Throughout his prolific career, Yasuo Kuniyoshi (1889–1953) practiced in a breadth of media, incessantly expanding his artistic vocabulary and constantly reinventing himself in his art. His early work is characterized by an expressive play with form and perspective, which was in part inspired by the artist’s cultural hybridity and early interest in American folk art, Japanese traditional printmaking, and European Modernism. Like Marsden Hartley, John Marin and other American artists of this era, Kuniyoshi developed a semi-abstracted modernist language to mine the personal qualities of the American landscape, transforming it into a vehicle for personal storytelling. Kuniyoshi’s sketchbooks exemplify the artist’s sensitivity to his social and emotional environment, while always maintaining a foundation of elegance and control.

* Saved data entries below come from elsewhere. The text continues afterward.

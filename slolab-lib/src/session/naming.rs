use crate::Result;
use camino::{Utf8Path, Utf8PathBuf};
use ohno::IntoAppError;
use std::io::ErrorKind;

/// Make `s` safe to use as one component of a file name.
///
/// Path separators, whitespace, and shell-sensitive punctuation become `_`. A blank string becomes
/// `na` so the component never disappears from the name.
#[must_use]
pub fn sanitize_filename(s: &str) -> String {
    let s = s.trim();
    if s.is_empty() {
        return "na".to_string();
    }

    s.chars()
        .map(|c| match c {
            '/' | '\\' | ' ' | ':' | ';' | '"' | '\'' | '\n' | '\r' | '\t' => '_',
            c => c,
        })
        .collect()
}

/// File name of the summary of one test case.
#[must_use]
pub fn summary_file_name(run_id: &str, test_case: &str) -> String {
    format!("sli-summary.v3.{}.{}.json", sanitize_filename(run_id), sanitize_filename(test_case))
}

/// A path for `file_name` inside `dir` that does not exist yet.
///
/// On collision `-1`, `-2`, and so on are appended to the full name.
pub fn next_summary_path(dir: &Utf8Path, file_name: &str) -> Result<Utf8PathBuf> {
    let base = dir.join(file_name);
    let mut path = base.clone();
    let mut attempt = 0_u32;

    loop {
        match path.symlink_metadata() {
            Err(e) if e.kind() == ErrorKind::NotFound => return Ok(path),
            Err(e) => return Err(e).into_app_err_with(|| format!("unable to check '{path}'")),
            Ok(_) => {
                attempt += 1;
                path = Utf8PathBuf::from(format!("{base}-{attempt}"));
            }
        }
    }
}
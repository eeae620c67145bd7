//! Summary tags
//!
//! Every summary carries a flat tag map. A set of tags is derived automatically from the run
//! context; tags given by the user are layered on top and win on conflicts.

use std::collections::BTreeMap;

/// Context from which automatic tags are derived.
#[derive(Debug, Clone, Copy, Default)]
pub struct AutoTagInput<'a> {
    pub suite: &'a str,
    pub test_case: &'a str,
    pub namespace: &'a str,
    pub run_id: &'a str,
}

/// The automatic tags of a run. Empty values are kept here and dropped by [`merge`].
#[must_use]
pub fn auto_tags(input: AutoTagInput<'_>) -> BTreeMap<String, String> {
    [
        ("suite", input.suite),
        ("test_case", input.test_case),
        ("namespace", input.namespace),
        ("run_id", input.run_id),
    ]
    .into_iter()
    .map(|(k, v)| (k.to_string(), v.to_string()))
    .collect()
}

/// Merge user tags over automatic tags.
#[must_use]
pub fn merge(user: &BTreeMap<String, String>, auto: &BTreeMap<String, String>) -> BTreeMap<String, String> {
    let mut merged: BTreeMap<String, String> = auto.iter().filter(|(_, v)| !v.is_empty()).map(|(k, v)| (k.clone(), v.clone())).collect();
    merged.extend(user.iter().map(|(k, v)| (k.clone(), v.clone())));
    merged
}

/// Parse a `KEY=VALUE` tag argument.
pub fn parse_tag(s: &str) -> crate::Result<(String, String)> {
    match s.split_once('=') {
        Some((key, value)) if !key.trim().is_empty() => Ok((key.trim().to_string(), value.to_string())),
        _ => Err(ohno::app_err!("invalid tag {s:?}, expected KEY=VALUE")),
    }
}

In 1916, Kuniyoshi found a home and family in the surroundings of The Art Students League of New York. He tried and failed to get into George Bellows’ popular painting class and instead studied under Kenneth Hayes Miller, who ultimately deeply influenced Kuniyoshi’s artistic course.
It was at The League that Kuniyoshi met painter Katherine Schmidt; the two married in 1919 and lived in Brooklyn. During the winter months, Kuniyoshi worked as an art photographer to supplement the modest sales from his paintings. Together they saved enough money to afford summers in Ogunquit, Maine. Kuniyoshi’s sketches from the 1930s and 1940s adhere to a more realistic tradition in their use of linear perspective, which suggests depth and spatial continuity. He depicts these Maine landscapes like ghost towns: melancholy images of empty streets with headstones overtaken by long grass, rendered so softly they seem to dissolve into the atmosphere. The artist’s gestural, but nearly feathery, use of graphite highlights the process of desolation, erasure and erosion. Scholars have asserted these quiet images may emerge from a deep anxiety about the war and its effects both overseas and on the home front. Cows too appear frequently in Kuniyoshi’s oeuvre, and records show the artist closely identified with this animal, since he was born in a “cow year” according to the Japanese lunar calendar. Kuniyoshi’s enthusiasm for collecting American folk art was described by a newspaper reporter in 1924: “I heard that most of the summer colony in Maine last year went mad on the subject of American primitives, and that Robert Laurent, Dot Varian, Adelaide Lawson, and the Kuniyoshis stripped all the cupboards bare of primitives in the Maine antique shops.”
Kuniyoshi’s first solo exhibition was in 1922 at the Daniel Gallery. In 1925 he made his first trip to Europe, spending much of his time in France, where he was greatly influenced by the Bulgarian painter, Jules Pascin, as evidenced in Kuniyoshi’s drawings of nude or partly dressed women in casual poses.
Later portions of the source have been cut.